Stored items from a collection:
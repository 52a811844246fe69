//! Gemini `generateContent` request and response types.

use serde::{Deserialize, Serialize};

// =============================================================================
// Request
// =============================================================================

/// `generateContent` request body.
#[derive(Debug, Clone, Serialize)]
#[serde(rename_all = "camelCase")]
pub struct GenerateRequest {
    pub contents: Vec<Content>,

    #[serde(skip_serializing_if = "Option::is_none")]
    pub system_instruction: Option<Content>,

    #[serde(skip_serializing_if = "Option::is_none")]
    pub generation_config: Option<GenerationConfig>,
}

impl GenerateRequest {
    /// A single-turn request with one user text part.
    pub fn user(prompt: impl Into<String>) -> Self {
        Self {
            contents: vec![Content::user(prompt)],
            system_instruction: None,
            generation_config: None,
        }
    }

    /// Attach a system instruction.
    pub fn system(mut self, instruction: impl Into<String>) -> Self {
        self.system_instruction = Some(Content {
            role: None,
            parts: vec![Part::text(instruction)],
        });
        self
    }

    /// Constrain the response to JSON matching `schema`.
    ///
    /// `schema` uses Gemini's OpenAPI subset (`OBJECT`, `ARRAY`, `STRING`, ...).
    pub fn json_schema(mut self, schema: serde_json::Value) -> Self {
        let config = self.generation_config.get_or_insert_with(GenerationConfig::default);
        config.response_mime_type = Some("application/json".to_string());
        config.response_schema = Some(schema);
        self
    }

    /// Set sampling temperature.
    pub fn temperature(mut self, temperature: f32) -> Self {
        self.generation_config
            .get_or_insert_with(GenerationConfig::default)
            .temperature = Some(temperature);
        self
    }
}

/// A turn in the conversation.
#[derive(Debug, Clone, Serialize, Deserialize)]
pub struct Content {
    #[serde(default, skip_serializing_if = "Option::is_none")]
    pub role: Option<String>,

    #[serde(default)]
    pub parts: Vec<Part>,
}

impl Content {
    pub fn user(text: impl Into<String>) -> Self {
        Self {
            role: Some("user".to_string()),
            parts: vec![Part::text(text)],
        }
    }
}

/// Content part. Only text parts are used here.
#[derive(Debug, Clone, Serialize, Deserialize)]
pub struct Part {
    #[serde(default, skip_serializing_if = "Option::is_none")]
    pub text: Option<String>,
}

impl Part {
    pub fn text(text: impl Into<String>) -> Self {
        Self {
            text: Some(text.into()),
        }
    }
}

#[derive(Debug, Clone, Default, Serialize)]
#[serde(rename_all = "camelCase")]
pub struct GenerationConfig {
    #[serde(skip_serializing_if = "Option::is_none")]
    pub response_mime_type: Option<String>,

    #[serde(skip_serializing_if = "Option::is_none")]
    pub response_schema: Option<serde_json::Value>,

    #[serde(skip_serializing_if = "Option::is_none")]
    pub temperature: Option<f32>,
}

// =============================================================================
// Response
// =============================================================================

/// `generateContent` response body.
#[derive(Debug, Clone, Deserialize)]
#[serde(rename_all = "camelCase")]
pub struct GenerateResponse {
    #[serde(default)]
    pub candidates: Vec<Candidate>,

    #[serde(default)]
    pub prompt_feedback: Option<PromptFeedback>,

    #[serde(default)]
    pub usage_metadata: Option<UsageMetadata>,
}

impl GenerateResponse {
    /// Text of the first part of the first candidate, if any.
    pub fn first_text(&self) -> Option<&str> {
        self.candidates
            .first()
            .and_then(|c| c.content.as_ref())
            .and_then(|c| c.parts.first())
            .and_then(|p| p.text.as_deref())
    }
}

#[derive(Debug, Clone, Deserialize)]
#[serde(rename_all = "camelCase")]
pub struct Candidate {
    #[serde(default)]
    pub content: Option<Content>,

    #[serde(default)]
    pub finish_reason: Option<String>,
}

#[derive(Debug, Clone, Deserialize)]
#[serde(rename_all = "camelCase")]
pub struct PromptFeedback {
    #[serde(default)]
    pub block_reason: Option<String>,
}

#[derive(Debug, Clone, Deserialize)]
#[serde(rename_all = "camelCase")]
pub struct UsageMetadata {
    #[serde(default)]
    pub prompt_token_count: u32,

    #[serde(default)]
    pub candidates_token_count: u32,

    #[serde(default)]
    pub total_token_count: u32,
}

/// Error envelope returned on non-2xx responses.
#[derive(Debug, Deserialize)]
pub(crate) struct ApiErrorBody {
    pub error: ApiErrorDetail,
}

#[derive(Debug, Deserialize)]
pub(crate) struct ApiErrorDetail {
    #[serde(default)]
    pub message: String,

    #[serde(default)]
    pub status: Option<String>,
}

#[cfg(test)]
mod tests {
    use super::*;

    #[test]
    fn test_request_serializes_camel_case() {
        let schema = serde_json::json!({"type": "OBJECT"});
        let req = GenerateRequest::user("extract").json_schema(schema).temperature(0.0);
        let body = serde_json::to_value(&req).unwrap();

        assert_eq!(body["contents"][0]["role"], "user");
        assert_eq!(body["contents"][0]["parts"][0]["text"], "extract");
        assert_eq!(body["generationConfig"]["responseMimeType"], "application/json");
        assert_eq!(body["generationConfig"]["responseSchema"]["type"], "OBJECT");
        assert!(body.get("systemInstruction").is_none());
    }

    #[test]
    fn test_system_instruction_has_no_role() {
        let body = serde_json::to_value(GenerateRequest::user("u").system("s")).unwrap();
        assert_eq!(body["systemInstruction"]["parts"][0]["text"], "s");
        assert!(body["systemInstruction"].get("role").is_none());
    }

    #[test]
    fn test_first_text() {
        let resp: GenerateResponse = serde_json::from_str(
            r#"{"candidates":[{"content":{"role":"model","parts":[{"text":"{}"}]},"finishReason":"STOP"}]}"#,
        )
        .unwrap();
        assert_eq!(resp.first_text(), Some("{}"));

        let empty: GenerateResponse = serde_json::from_str(r#"{"candidates":[{}]}"#).unwrap();
        assert_eq!(empty.first_text(), None);
    }
}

Task description: Determine how many lines in the records include the word "user", and reply with that number alone.

Your solution: 8